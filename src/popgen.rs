//! Population genetics summary statistics of a sample.
//!
//! All statistics read reconstructed genomes only. Means and variances of too
//! few values are `NaN`; the fixation index is `None` when undefined.

use crate::sample::Sample;
use crate::stats::{compute_mean, compute_var};
use serde::{Deserialize, Serialize};
use std::collections::BTreeMap;

/// Frequency of every site mutated in at least one genome, by increasing site.
pub fn allele_frequencies(sample: &Sample) -> Vec<(u32, f64)> {
    let mut counts: BTreeMap<u32, usize> = BTreeMap::new();
    for genome in sample.genomes() {
        for &site in genome.sites() {
            *counts.entry(site).or_default() += 1;
        }
    }
    let n = sample.len() as f64;
    counts
        .into_iter()
        .map(|(site, count)| (site, count as f64 / n))
        .collect()
}

/// Number of distinct mutated sites in the sample.
pub fn segregating_sites(sample: &Sample) -> usize {
    let mut sites: Vec<u32> = sample
        .genomes()
        .flat_map(|g| g.sites().iter().copied())
        .collect();
    sites.sort_unstable();
    sites.dedup();
    sites.len()
}

/// Expected heterozygosity averaged over the observed variable sites.
///
/// A non-empty sample without any mutated site has no diversity (0).
pub fn expected_heterozygosity(sample: &Sample) -> f64 {
    if sample.is_empty() {
        return f64::NAN;
    }
    let freqs = allele_frequencies(sample);
    if freqs.is_empty() {
        return 0.0;
    }
    let sum_f2: f64 = freqs.iter().map(|&(_, f)| f * f).sum();
    1.0 - sum_f2 / freqs.len() as f64
}

/// Expected heterozygosity over the whole genome of `length` sites.
///
/// Sites never observed mutated count as fixed.
pub fn expected_heterozygosity_full(sample: &Sample, length: u32) -> f64 {
    if sample.is_empty() {
        return f64::NAN;
    }
    let freqs = allele_frequencies(sample);
    let sum_f2: f64 = freqs.iter().map(|&(_, f)| f * f).sum();
    let n_fixed = length as f64 - freqs.len() as f64;
    1.0 - (sum_f2 + n_fixed) / length as f64
}

fn mutation_counts(sample: &Sample) -> Vec<f64> {
    sample.genomes().map(|g| g.n_sites() as f64).collect()
}

pub fn mean_mutation_count(sample: &Sample) -> f64 {
    compute_mean(&mutation_counts(sample))
}

pub fn variance_mutation_count(sample: &Sample) -> f64 {
    compute_var(&mutation_counts(sample))
}

/// Condensed upper-triangular distances: pairs `(0,1), (0,2), ..., (n-2,n-1)`.
pub fn pairwise_distances(sample: &Sample) -> Vec<usize> {
    let isolates = sample.isolates();
    let n = isolates.len();
    let mut distances = Vec::with_capacity(n * n.saturating_sub(1) / 2);
    for i in 0..n {
        for j in (i + 1)..n {
            distances.push(isolates[i].genome.distance(&isolates[j].genome));
        }
    }
    distances
}

fn distance_vals(sample: &Sample) -> Vec<f64> {
    pairwise_distances(sample)
        .into_iter()
        .map(|d| d as f64)
        .collect()
}

pub fn mean_pairwise_distance(sample: &Sample) -> f64 {
    compute_mean(&distance_vals(sample))
}

pub fn variance_pairwise_distance(sample: &Sample) -> f64 {
    compute_var(&distance_vals(sample))
}

/// Mean pairwise distance per segregating site.
pub fn mean_pairwise_distance_std(sample: &Sample) -> f64 {
    mean_pairwise_distance(sample) / segregating_sites(sample) as f64
}

/// Variance of pairwise distances per squared segregating site.
pub fn variance_pairwise_distance_std(sample: &Sample) -> f64 {
    let n_seg = segregating_sites(sample) as f64;
    variance_pairwise_distance(sample) / (n_seg * n_seg)
}

/// Fixation index: `1 - Hs_bar / Ht`.
///
/// `Hs_bar` is the per-population heterozygosity averaged with weights equal to
/// the population sample sizes, `Ht` the heterozygosity of the pooled sample.
/// Undefined when the pooled sample has no diversity, and 0 when it comes
/// from a single population.
pub fn fst(sample: &Sample) -> Option<f64> {
    let ht = expected_heterozygosity(sample);
    if !(ht > 0.0) {
        return None;
    }
    if sample.population_count() < 2 {
        return Some(0.0);
    }

    let mut hs_sum = 0.0;
    let mut weight_sum = 0;
    for sub in sample.split_by_population() {
        hs_sum += expected_heterozygosity(&sub) * sub.len() as f64;
        weight_sum += sub.len();
    }
    let hs_bar = hs_sum / weight_sum as f64;

    Some(1.0 - hs_bar / ht)
}

/// Summary statistics of one sample.
#[derive(Debug, Clone, PartialEq, Serialize, Deserialize)]
pub struct SumstatRecord {
    /// Step at which the sample was drawn.
    pub step: usize,
    /// Source population, or `None` for a metapopulation-wide sample.
    pub pop: Option<usize>,
    pub n_isolates: usize,
    pub segregating_sites: usize,
    pub hs: f64,
    pub hs_full_genome: f64,
    pub mean_mutation_count: f64,
    pub variance_mutation_count: f64,
    pub mean_pairwise_distance: f64,
    pub variance_pairwise_distance: f64,
    pub mean_pairwise_distance_std: f64,
    pub variance_pairwise_distance_std: f64,
    pub fst: Option<f64>,
}

impl SumstatRecord {
    pub fn compute(step: usize, pop: Option<usize>, sample: &Sample, length: u32) -> Self {
        Self {
            step,
            pop,
            n_isolates: sample.len(),
            segregating_sites: segregating_sites(sample),
            hs: expected_heterozygosity(sample),
            hs_full_genome: expected_heterozygosity_full(sample, length),
            mean_mutation_count: mean_mutation_count(sample),
            variance_mutation_count: variance_mutation_count(sample),
            mean_pairwise_distance: mean_pairwise_distance(sample),
            variance_pairwise_distance: variance_pairwise_distance(sample),
            mean_pairwise_distance_std: mean_pairwise_distance_std(sample),
            variance_pairwise_distance_std: variance_pairwise_distance_std(sample),
            fst: fst(sample),
        }
    }
}

#[cfg(test)]
mod tests {
    use super::*;
    use crate::genome::Genome;
    use crate::sample::Isolate;

    fn sample(genomes: &[(&[u32], usize)]) -> Sample {
        Sample::new(
            genomes
                .iter()
                .map(|&(sites, pop)| Isolate {
                    genome: Genome::from_edits(sites.iter().copied()),
                    pop,
                })
                .collect(),
        )
    }

    fn assert_close(a: f64, b: f64) {
        assert!((a - b).abs() < 1e-12, "{a} != {b}");
    }

    #[test]
    fn frequencies_and_heterozygosity() {
        let smp = sample(&[(&[1, 2], 0), (&[2], 0), (&[2, 3], 0), (&[], 0)]);

        let freqs = allele_frequencies(&smp);
        assert_eq!(freqs, vec![(1, 0.25), (2, 0.75), (3, 0.25)]);
        assert_eq!(segregating_sites(&smp), 3);

        let sum_f2 = 0.0625 + 0.5625 + 0.0625;
        assert_close(expected_heterozygosity(&smp), 1.0 - sum_f2 / 3.0);
        assert_close(
            expected_heterozygosity_full(&smp, 10),
            1.0 - (sum_f2 + 7.0) / 10.0,
        );
    }

    #[test]
    fn monomorphic_sample_has_no_diversity() {
        let smp = sample(&[(&[], 0), (&[], 1)]);
        assert_eq!(expected_heterozygosity(&smp), 0.0);
        assert_eq!(expected_heterozygosity_full(&smp, 100), 0.0);
        assert_eq!(fst(&smp), None);
        assert!(expected_heterozygosity(&Sample::default()).is_nan());
    }

    #[test]
    fn condensed_distances() {
        let smp = sample(&[(&[1, 2], 0), (&[1, 2], 0), (&[3], 0)]);
        assert_eq!(pairwise_distances(&smp), vec![0, 3, 3]);
        assert_close(mean_pairwise_distance(&smp), 2.0);
        assert_close(variance_pairwise_distance(&smp), 3.0);
        assert_close(mean_pairwise_distance_std(&smp), 2.0 / 3.0);
        assert_close(variance_pairwise_distance_std(&smp), 3.0 / 9.0);
        assert!(pairwise_distances(&sample(&[(&[1], 0)])).is_empty());
    }

    #[test]
    fn mutation_count_moments() {
        let smp = sample(&[(&[1, 2], 0), (&[4], 0), (&[], 0)]);
        assert_close(mean_mutation_count(&smp), 1.0);
        assert_close(variance_mutation_count(&smp), 1.0);
    }

    #[test]
    fn fst_zero_without_structure() {
        let smp = sample(&[(&[1], 0), (&[], 0), (&[1], 1), (&[], 1)]);
        assert_close(fst(&smp).unwrap(), 0.0);
    }

    #[test]
    fn fst_zero_for_single_population() {
        let smp = sample(&[(&[1], 3), (&[2], 3), (&[], 3)]);
        assert_eq!(fst(&smp), Some(0.0));
    }

    #[test]
    fn fst_one_for_fixed_differences() {
        let smp = sample(&[(&[1], 0), (&[1], 0), (&[2], 1), (&[2], 1)]);
        // Pooled frequencies 0.5 each; each population carries one fixed site.
        assert_close(expected_heterozygosity(&smp), 0.75);
        assert_close(fst(&smp).unwrap(), 1.0);
    }

    #[test]
    fn record_collects_statistics() {
        let smp = sample(&[(&[1], 0), (&[2], 1)]);
        let rec = SumstatRecord::compute(4, None, &smp, 100);
        assert_eq!(rec.step, 4);
        assert_eq!(rec.n_isolates, 2);
        assert_eq!(rec.segregating_sites, 2);
        assert_close(rec.mean_pairwise_distance, 2.0);
        assert!(rec.variance_pairwise_distance.is_nan());
        assert!(rec.fst.is_some());
    }
}
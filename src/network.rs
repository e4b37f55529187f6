//! Contact network between populations.

use crate::config::PopulationConfig;
use anyhow::{Context, Result, bail};

/// Directed contact toward one population, with its normalized weight.
#[derive(Debug, Clone, Copy, PartialEq)]
pub struct Contact {
    pub id: usize,
    pub weight: f64,
}

/// Row-normalized weighted graph over populations.
///
/// Each row lists the populations a population is exposed to (itself included)
/// and the weights of those contacts, which sum to 1.
#[derive(Debug, Clone)]
pub struct ContactNetwork {
    rows: Vec<Vec<Contact>>,
}

impl ContactNetwork {
    /// Build the network from the raw per-population neighbor lists and weights.
    pub fn new(pop_cfg_vec: &[PopulationConfig]) -> Result<Self> {
        let n_pop = pop_cfg_vec.len();
        let rows = pop_cfg_vec
            .iter()
            .enumerate()
            .map(|(i_pop, pop_cfg)| {
                normalize(i_pop, n_pop, &pop_cfg.neighbors, &pop_cfg.weights)
                    .with_context(|| format!("invalid contacts of population {i_pop}"))
            })
            .collect::<Result<_>>()?;
        Ok(Self { rows })
    }

    pub fn n_pop(&self) -> usize {
        self.rows.len()
    }

    /// Contacts of population `id`, the population itself included.
    pub fn contacts(&self, id: usize) -> &[Contact] {
        &self.rows[id]
    }
}

fn normalize(i_pop: usize, n_pop: usize, neighbors: &[usize], weights: &[f64]) -> Result<Vec<Contact>> {
    if neighbors.len() != weights.len() {
        bail!(
            "got {} neighbors but {} weights",
            neighbors.len(),
            weights.len()
        );
    }
    if !neighbors.contains(&i_pop) {
        bail!("neighbors must include the population itself");
    }
    if let Some(&id) = neighbors.iter().find(|&&id| id >= n_pop) {
        bail!("neighbor {id} does not exist");
    }
    if weights.iter().any(|&w| !(w >= 0.0)) {
        bail!("weights must be non-negative");
    }
    let sum: f64 = weights.iter().sum();
    if !(sum > 0.0) {
        bail!("weights must have a positive sum, but sum to {sum}");
    }

    Ok(neighbors
        .iter()
        .zip(weights)
        .map(|(&id, &w)| Contact { id, weight: w / sum })
        .collect())
}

====

▶ **EXERCISE AIM**: Please give an exact copy of the lines above, beginning with the line containing "pub fn mean_mutation_count(sample: &Sample)" and running through the line containing "let hs_bar = hs_sum / weight_sum as f64;", and of no other lines.

▶ **TASK SOLUTION**:
pub fn mean_mutation_count(sample: &Sample) -> f64 {
    compute_mean(&mutation_counts(sample))
}

pub fn variance_mutation_count(sample: &Sample) -> f64 {
    compute_var(&mutation_counts(sample))
}

/// Condensed upper-triangular distances: pairs `(0,1), (0,2), ..., (n-2,n-1)`.
pub fn pairwise_distances(sample: &Sample) -> Vec<usize> {
    let isolates = sample.isolates();
    let n = isolates.len();
    let mut distances = Vec::with_capacity(n * n.saturating_sub(1) / 2);
    for i in 0..n {
        for j in (i + 1)..n {
            distances.push(isolates[i].genome.distance(&isolates[j].genome));
        }
    }
    distances
}

fn distance_vals(sample: &Sample) -> Vec<f64> {
    pairwise_distances(sample)
        .into_iter()
        .map(|d| d as f64)
        .collect()
}

pub fn mean_pairwise_distance(sample: &Sample) -> f64 {
    compute_mean(&distance_vals(sample))
}

pub fn variance_pairwise_distance(sample: &Sample) -> f64 {
    compute_var(&distance_vals(sample))
}

/// Mean pairwise distance per segregating site.
pub fn mean_pairwise_distance_std(sample: &Sample) -> f64 {
    mean_pairwise_distance(sample) / segregating_sites(sample) as f64
}

/// Variance of pairwise distances per squared segregating site.
pub fn variance_pairwise_distance_std(sample: &Sample) -> f64 {
    let n_seg = segregating_sites(sample) as f64;
    variance_pairwise_distance(sample) / (n_seg * n_seg)
}

/// Fixation index: `1 - Hs_bar / Ht`.
///
/// `Hs_bar` is the per-population heterozygosity averaged with weights equal to
/// the population sample sizes, `Ht` the heterozygosity of the pooled sample.
/// Undefined when the pooled sample has no diversity, and 0 when it comes
/// from a single population.
pub fn fst(sample: &Sample) -> Option<f64> {
    let ht = expected_heterozygosity(sample);
    if !(ht > 0.0) {
        return None;
    }
    if sample.population_count() < 2 {
        return Some(0.0);
    }

    let mut hs_sum = 0.0;
    let mut weight_sum = 0;
    for sub in sample.split_by_population() {
        hs_sum += expected_heterozygosity(&sub) * sub.len() as f64;
        weight_sum += sub.len();
    }
    let hs_bar = hs_sum / weight_sum as f64;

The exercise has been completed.